Dataset content Start Marker

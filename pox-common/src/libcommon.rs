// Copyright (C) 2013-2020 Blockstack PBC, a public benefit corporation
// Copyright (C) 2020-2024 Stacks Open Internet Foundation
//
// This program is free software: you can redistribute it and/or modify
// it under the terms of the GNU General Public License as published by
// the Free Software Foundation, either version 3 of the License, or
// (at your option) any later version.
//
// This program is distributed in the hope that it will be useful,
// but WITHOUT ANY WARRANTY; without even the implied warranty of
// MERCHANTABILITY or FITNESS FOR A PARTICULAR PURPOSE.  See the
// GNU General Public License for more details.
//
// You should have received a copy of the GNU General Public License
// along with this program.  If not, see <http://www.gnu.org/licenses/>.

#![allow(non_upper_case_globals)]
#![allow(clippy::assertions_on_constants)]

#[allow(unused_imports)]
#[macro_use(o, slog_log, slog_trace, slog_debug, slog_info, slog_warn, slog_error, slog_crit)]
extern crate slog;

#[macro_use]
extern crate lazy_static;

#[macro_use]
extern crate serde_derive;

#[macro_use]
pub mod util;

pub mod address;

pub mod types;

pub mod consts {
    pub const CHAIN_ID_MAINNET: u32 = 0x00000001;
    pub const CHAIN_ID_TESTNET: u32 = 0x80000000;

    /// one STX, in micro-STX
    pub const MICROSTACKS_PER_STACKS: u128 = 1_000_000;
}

Dataset content End Marker
Dataset content Start Marker

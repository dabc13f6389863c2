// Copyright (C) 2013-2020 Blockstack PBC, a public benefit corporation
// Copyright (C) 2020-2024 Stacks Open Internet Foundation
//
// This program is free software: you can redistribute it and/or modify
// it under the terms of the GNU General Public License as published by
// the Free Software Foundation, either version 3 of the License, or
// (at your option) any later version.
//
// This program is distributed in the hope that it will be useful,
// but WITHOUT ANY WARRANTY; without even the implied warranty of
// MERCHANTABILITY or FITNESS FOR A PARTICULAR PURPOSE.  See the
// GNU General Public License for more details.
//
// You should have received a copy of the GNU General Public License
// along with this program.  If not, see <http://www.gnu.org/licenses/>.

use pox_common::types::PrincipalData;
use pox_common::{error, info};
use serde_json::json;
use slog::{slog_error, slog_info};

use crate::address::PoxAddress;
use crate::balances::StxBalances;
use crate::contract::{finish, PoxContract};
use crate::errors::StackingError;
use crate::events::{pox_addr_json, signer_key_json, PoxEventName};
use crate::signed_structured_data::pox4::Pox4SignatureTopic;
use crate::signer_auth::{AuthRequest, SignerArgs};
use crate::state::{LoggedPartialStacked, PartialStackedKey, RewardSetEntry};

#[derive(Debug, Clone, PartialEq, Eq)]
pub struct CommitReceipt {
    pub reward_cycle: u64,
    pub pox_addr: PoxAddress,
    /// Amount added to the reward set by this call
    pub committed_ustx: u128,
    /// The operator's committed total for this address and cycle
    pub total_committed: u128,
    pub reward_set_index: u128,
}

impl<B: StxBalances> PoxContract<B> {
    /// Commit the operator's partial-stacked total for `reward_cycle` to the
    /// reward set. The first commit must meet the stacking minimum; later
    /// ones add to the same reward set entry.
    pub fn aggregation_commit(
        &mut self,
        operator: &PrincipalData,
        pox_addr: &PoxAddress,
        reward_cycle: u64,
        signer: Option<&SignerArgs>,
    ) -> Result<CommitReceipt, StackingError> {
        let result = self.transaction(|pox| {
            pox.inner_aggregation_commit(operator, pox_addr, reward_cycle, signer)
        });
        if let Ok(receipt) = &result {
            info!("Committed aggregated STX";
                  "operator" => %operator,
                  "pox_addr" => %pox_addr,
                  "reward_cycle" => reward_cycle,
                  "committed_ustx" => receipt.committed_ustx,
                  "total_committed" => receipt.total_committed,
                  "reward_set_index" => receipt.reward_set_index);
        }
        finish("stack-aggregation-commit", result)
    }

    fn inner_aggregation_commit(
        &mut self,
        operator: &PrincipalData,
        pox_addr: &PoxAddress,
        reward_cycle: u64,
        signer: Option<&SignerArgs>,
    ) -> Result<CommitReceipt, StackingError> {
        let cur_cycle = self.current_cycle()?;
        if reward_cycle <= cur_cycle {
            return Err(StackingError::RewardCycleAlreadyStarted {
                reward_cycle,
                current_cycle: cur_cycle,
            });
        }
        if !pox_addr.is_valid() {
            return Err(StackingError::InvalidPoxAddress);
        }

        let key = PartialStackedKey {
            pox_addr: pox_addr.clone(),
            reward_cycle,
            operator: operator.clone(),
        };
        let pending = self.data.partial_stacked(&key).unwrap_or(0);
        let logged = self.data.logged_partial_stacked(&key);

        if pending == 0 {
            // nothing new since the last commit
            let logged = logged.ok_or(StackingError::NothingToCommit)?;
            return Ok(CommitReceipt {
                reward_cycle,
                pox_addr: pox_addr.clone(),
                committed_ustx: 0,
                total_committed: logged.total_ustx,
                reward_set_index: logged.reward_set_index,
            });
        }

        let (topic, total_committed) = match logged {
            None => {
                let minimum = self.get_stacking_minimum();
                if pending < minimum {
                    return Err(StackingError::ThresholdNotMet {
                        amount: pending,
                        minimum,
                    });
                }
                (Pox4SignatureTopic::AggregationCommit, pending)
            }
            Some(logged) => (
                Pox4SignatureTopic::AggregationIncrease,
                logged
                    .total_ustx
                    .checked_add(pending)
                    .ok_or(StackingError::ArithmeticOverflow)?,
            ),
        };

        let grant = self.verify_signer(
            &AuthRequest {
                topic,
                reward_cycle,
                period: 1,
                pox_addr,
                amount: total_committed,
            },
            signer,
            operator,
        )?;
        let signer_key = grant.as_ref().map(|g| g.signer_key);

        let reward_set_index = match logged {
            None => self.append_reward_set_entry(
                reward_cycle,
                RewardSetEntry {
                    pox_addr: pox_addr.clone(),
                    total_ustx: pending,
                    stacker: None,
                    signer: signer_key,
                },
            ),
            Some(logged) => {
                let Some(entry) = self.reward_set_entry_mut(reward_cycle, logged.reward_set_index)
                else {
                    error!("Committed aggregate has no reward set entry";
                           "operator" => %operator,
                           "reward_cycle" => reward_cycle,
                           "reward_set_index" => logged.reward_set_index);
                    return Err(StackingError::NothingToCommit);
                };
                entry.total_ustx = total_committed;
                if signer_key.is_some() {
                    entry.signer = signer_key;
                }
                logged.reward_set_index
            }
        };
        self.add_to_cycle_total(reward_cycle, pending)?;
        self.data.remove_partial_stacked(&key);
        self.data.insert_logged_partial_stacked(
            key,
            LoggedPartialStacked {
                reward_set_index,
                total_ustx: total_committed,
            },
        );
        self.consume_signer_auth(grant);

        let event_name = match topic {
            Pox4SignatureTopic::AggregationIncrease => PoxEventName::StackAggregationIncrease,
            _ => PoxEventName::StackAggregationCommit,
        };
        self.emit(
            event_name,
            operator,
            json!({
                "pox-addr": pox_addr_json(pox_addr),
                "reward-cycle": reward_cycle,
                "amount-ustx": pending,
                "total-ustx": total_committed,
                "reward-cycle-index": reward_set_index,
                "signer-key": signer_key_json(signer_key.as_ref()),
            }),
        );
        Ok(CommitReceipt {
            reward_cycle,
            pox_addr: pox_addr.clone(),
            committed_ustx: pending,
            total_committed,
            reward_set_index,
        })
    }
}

Dataset content End Marker

Task directions:
Looking at the data above, write out exactly the lines that start at the one containing "filename pox-common/src/libcommon.rs" and end at the one containing "#[allow(unused_imports)]"; include both and nothing beyond.

Result:
filename pox-common/src/libcommon.rs
// Copyright (C) 2013-2020 Blockstack PBC, a public benefit corporation
// Copyright (C) 2020-2024 Stacks Open Internet Foundation
//
// This program is free software: you can redistribute it and/or modify
// it under the terms of the GNU General Public License as published by
// the Free Software Foundation, either version 3 of the License, or
// (at your option) any later version.
//
// This program is distributed in the hope that it will be useful,
// but WITHOUT ANY WARRANTY; without even the implied warranty of
// MERCHANTABILITY or FITNESS FOR A PARTICULAR PURPOSE.  See the
// GNU General Public License for more details.
//
// You should have received a copy of the GNU General Public License
// along with this program.  If not, see <http://www.gnu.org/licenses/>.

#![allow(non_upper_case_globals)]
#![allow(clippy::assertions_on_constants)]

#[allow(unused_imports)]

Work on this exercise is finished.